The concept was developed by Max Wintermark, MD, a member of the ACR Commission on Research and chief of neuroradiology at Stanford University. “We envisioned engaging radiologists nationwide in an endeavor to collect practice data that demonstrates their integral role as members of the health care team,” says Wintermark.
To demonstrate that role, participants focus on improving the ordering of imaging exams and, specifically, on 10 Choosing Wisely imaging guidelines. This direction was a natural tie-in with the ACR Appropriateness Criteria® (AC) and clinical decision support (CDS) initiatives that serve as the project’s core tools. “It integrates with Imaging 3.0™ by providing a way for radiologists nationwide to begin addressing the issue of overutilization of imaging — and thereby demonstrates value in their local community,” says E. Kent Yucel, MD, FACR, a member of the R-SCAN advisory panel and radiologist-in-chief at Tufts University School of Medicine in Boston.
The ABCs of R-SCAN
R-SCAN participants are guided by a step-by-step plan. Once the Choosing Wisely exam topic is chosen, participants access a customized the appropriateness of exams ordered and create project reports. Participants have access to extensive Web-based resources ranging from articles detailing how to communicate with referring clinicians, to podcasts about how to overcome image ordering dilemmas.
“R-SCAN provides a truly turnkey methodology for engaging ordering physicians,” notes Wintermark. “As an added benefit, R-SCAN participation is a very efficient way to complete a practice quality improvement project.”
Meeting Value-Based Requirements
Just as important as fulfilling ABR MOC Part 4 requirements, the R-SCAN project will help members demonstrate the value they bring to patient care, a major determining factor in Medicare payment adjustments in the years to come through MACRA’s Merit-Based Incentive Payment System (MIPS) and alternative payment model (APM) incentives.

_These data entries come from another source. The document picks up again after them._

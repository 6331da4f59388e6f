use axum::{
    http::StatusCode,
    response::{IntoResponse, Response},
    Json,
};
use serde::{Deserialize, Serialize};
use thiserror::Error;

/// Message sent to the client in place of an unexpected failure.
const UNEXPECTED_ERROR: &str = "An unexpected error occurred";

/// Application error types
#[derive(Debug, Error)]
pub enum AppError {
    #[error("{message}")]
    BadRequest {
        message: String,
        details: Option<String>,
    },

    #[error("{0}")]
    Unauthorized(String),

    #[error("{message}")]
    NotFound {
        message: String,
        details: Option<String>,
    },

    #[error("Connection error: {0}")]
    Connection(String),

    #[error("{message}")]
    Internal {
        message: String,
        details: Option<String>,
    },

    /// Failure with no client-facing explanation; the cause is only logged.
    #[error("Unexpected error: {0}")]
    Unexpected(String),

    #[error("Request canceled")]
    RequestCanceled,

    #[error("Processing too slow")]
    Timeout,
}

impl AppError {
    pub fn bad_request(message: impl Into<String>) -> Self {
        AppError::BadRequest {
            message: message.into(),
            details: None,
        }
    }

    pub fn bad_request_with_details(message: impl Into<String>, details: impl Into<String>) -> Self {
        AppError::BadRequest {
            message: message.into(),
            details: Some(details.into()),
        }
    }

    pub fn unauthorized(message: impl Into<String>) -> Self {
        AppError::Unauthorized(message.into())
    }

    pub fn internal(message: impl Into<String>) -> Self {
        AppError::Internal {
            message: message.into(),
            details: None,
        }
    }

    pub fn internal_with_details(message: impl Into<String>, details: impl Into<String>) -> Self {
        AppError::Internal {
            message: message.into(),
            details: Some(details.into()),
        }
    }

    pub fn status_code(&self) -> StatusCode {
        match self {
            AppError::BadRequest { .. } => StatusCode::BAD_REQUEST,
            AppError::Unauthorized(_) => StatusCode::UNAUTHORIZED,
            AppError::NotFound { .. } => StatusCode::NOT_FOUND,
            AppError::Connection(_) | AppError::Internal { .. } | AppError::Unexpected(_) => {
                StatusCode::INTERNAL_SERVER_ERROR
            }
            AppError::RequestCanceled => StatusCode::REQUEST_TIMEOUT,
            AppError::Timeout => StatusCode::GATEWAY_TIMEOUT,
        }
    }

    /// Build the wire envelope. Connection and unexpected failures keep their cause server-side.
    pub fn to_api_error(&self) -> ApiError {
        let status = self.status_code();
        let (message, details) = match self {
            AppError::BadRequest { message, details }
            | AppError::NotFound { message, details }
            | AppError::Internal { message, details } => (message.clone(), details.clone()),
            AppError::Unauthorized(message) => (message.clone(), None),
            AppError::Connection(_) => ("Error connecting to database".to_string(), None),
            AppError::Unexpected(_) => (UNEXPECTED_ERROR.to_string(), None),
            AppError::RequestCanceled | AppError::Timeout => (self.to_string(), None),
        };
        ApiError::new(status, message, details)
    }

    fn log(&self) {
        let details = match self {
            AppError::BadRequest { details, .. }
            | AppError::NotFound { details, .. }
            | AppError::Internal { details, .. } => details.as_deref(),
            _ => None,
        };
        let status = self.status_code();
        match details {
            Some(details) if status.is_server_error() => {
                tracing::error!(status = status.as_u16(), details, "Error handling request: {}", self)
            }
            None if status.is_server_error() => {
                tracing::error!(status = status.as_u16(), "Error handling request: {}", self)
            }
            Some(details) => {
                tracing::warn!(status = status.as_u16(), details, "Error handling request: {}", self)
            }
            None => tracing::warn!(status = status.as_u16(), "Error handling request: {}", self),
        }
    }
}

/// Error envelope written to the client
#[derive(Debug, Clone, Serialize, Deserialize, PartialEq)]
pub struct ApiError {
    pub status: u16,
    #[serde(rename = "statusText")]
    pub status_text: String,
    pub error: String,
    #[serde(skip_serializing_if = "Option::is_none")]
    pub details: Option<String>,
}

impl ApiError {
    pub fn new(status: StatusCode, message: impl Into<String>, details: Option<String>) -> Self {
        let status_text = status.canonical_reason().unwrap_or("Unknown").to_string();
        let mut message = message.into();
        if message.is_empty() {
            message = status_text.clone();
        }
        Self {
            status: status.as_u16(),
            status_text,
            error: message,
            details,
        }
    }
}

impl IntoResponse for AppError {
    fn into_response(self) -> Response {
        self.log();
        let status = self.status_code();
        (status, Json(self.to_api_error())).into_response()
    }
}

impl From<std::io::Error> for AppError {
    fn from(err: std::io::Error) -> Self {
        AppError::internal_with_details("Error writing response", err.to_string())
    }
}
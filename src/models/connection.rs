use serde::{Deserialize, Serialize};

/// Authorization mode of a configured backend connection.
#[derive(Debug, Clone, Copy, Default, Serialize, Deserialize, PartialEq, Eq)]
#[serde(rename_all = "lowercase")]
pub enum AuthMode {
    /// Anyone may query the connection, no signature required.
    Public,
    /// Requests must carry a valid signature from an allowed client.
    #[default]
    #[serde(other)]
    Private,
}

/// A named backend database target.
#[derive(Debug, Clone, Serialize, Deserialize)]
#[serde(rename_all = "camelCase")]
pub struct ConnectionProfile {
    pub name: String,
    #[serde(default)]
    pub auth: AuthMode,
    #[serde(alias = "connectionstring")]
    pub connection_string: String,
}

impl ConnectionProfile {
    pub fn is_public(&self) -> bool {
        self.auth == AuthMode::Public
    }
}

/// A client identity holding a shared secret and the connections it may query.
#[derive(Debug, Clone, Serialize, Deserialize)]
#[serde(rename_all = "camelCase")]
pub struct ClientPrincipal {
    #[serde(alias = "clientid")]
    pub client_id: String,
    #[serde(alias = "clientsecret")]
    pub client_secret: String,
    #[serde(default)]
    pub connections: Vec<String>,
}

impl ClientPrincipal {
    pub fn can_access(&self, connection_name: &str) -> bool {
        self.connections.iter().any(|c| c == connection_name)
    }
}

#[cfg(test)]
mod tests {
    use super::*;

    #[test]
    fn test_auth_mode_defaults_to_private() {
        let profile: ConnectionProfile = serde_json::from_str(
            r#"{"name": "default", "connectionString": "postgres://localhost/db"}"#,
        )
        .unwrap();
        assert_eq!(profile.auth, AuthMode::Private);
        assert!(!profile.is_public());
    }

    #[test]
    fn test_unknown_auth_mode_is_private() {
        let profile: ConnectionProfile = serde_json::from_str(
            r#"{"name": "x", "auth": "open", "connectionString": "postgres://localhost/db"}"#,
        )
        .unwrap();
        assert_eq!(profile.auth, AuthMode::Private);
    }

    #[test]
    fn test_public_connection() {
        let profile: ConnectionProfile = serde_json::from_str(
            r#"{"name": "x", "auth": "public", "connectionString": "postgres://localhost/db"}"#,
        )
        .unwrap();
        assert!(profile.is_public());
    }

    #[test]
    fn test_principal_allow_list() {
        let principal = ClientPrincipal {
            client_id: "client".to_string(),
            client_secret: "secret".to_string(),
            connections: vec!["default".to_string(), "reporting".to_string()],
        };
        assert!(principal.can_access("reporting"));
        assert!(!principal.can_access("billing"));
    }
}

“R-SCAN participation will be an excellent starting point for practices looking to succeed in a value-based payment world,” says Geraldine B. McGinty, MD, MBA, FACR, chair of the ACR Commission on Economics. “Whether a practice is planning to qualify for MIPS bonus payments or the alternative payment model incentive, this will be an excellent way to start preparing.”
Effectively managing health care resources is another key consideration in the new world of alternative payment models. “For radiologists to claim that they are active stewards of health care resources, they need to demonstrate their role in managing utilization,” explains Mythreyi B. Chatfield, PhD, ACR’s senior director for data registries. “Becoming familiar with CDS tools and engaging more with referring physicians can only be a positive step forward.”
And it’s no longer just CMS that is establishing performance-based metrics to determine reimbursement levels. “Increasingly, commercial insurers are implementing performance-based payments,” concludes McGinty. “When a practice can approach a payer or ACO partner with data that proves their commitment to appropriate imaging with the attendant reduced costs and improved care and outcomes, that will be a powerful negotiating tool.”
Reports from the Field
In 2014, ACR member volunteers participated in a pilot program that led to R-SCAN funding. These early users share their experiences partnering with their colleagues to improve patient care.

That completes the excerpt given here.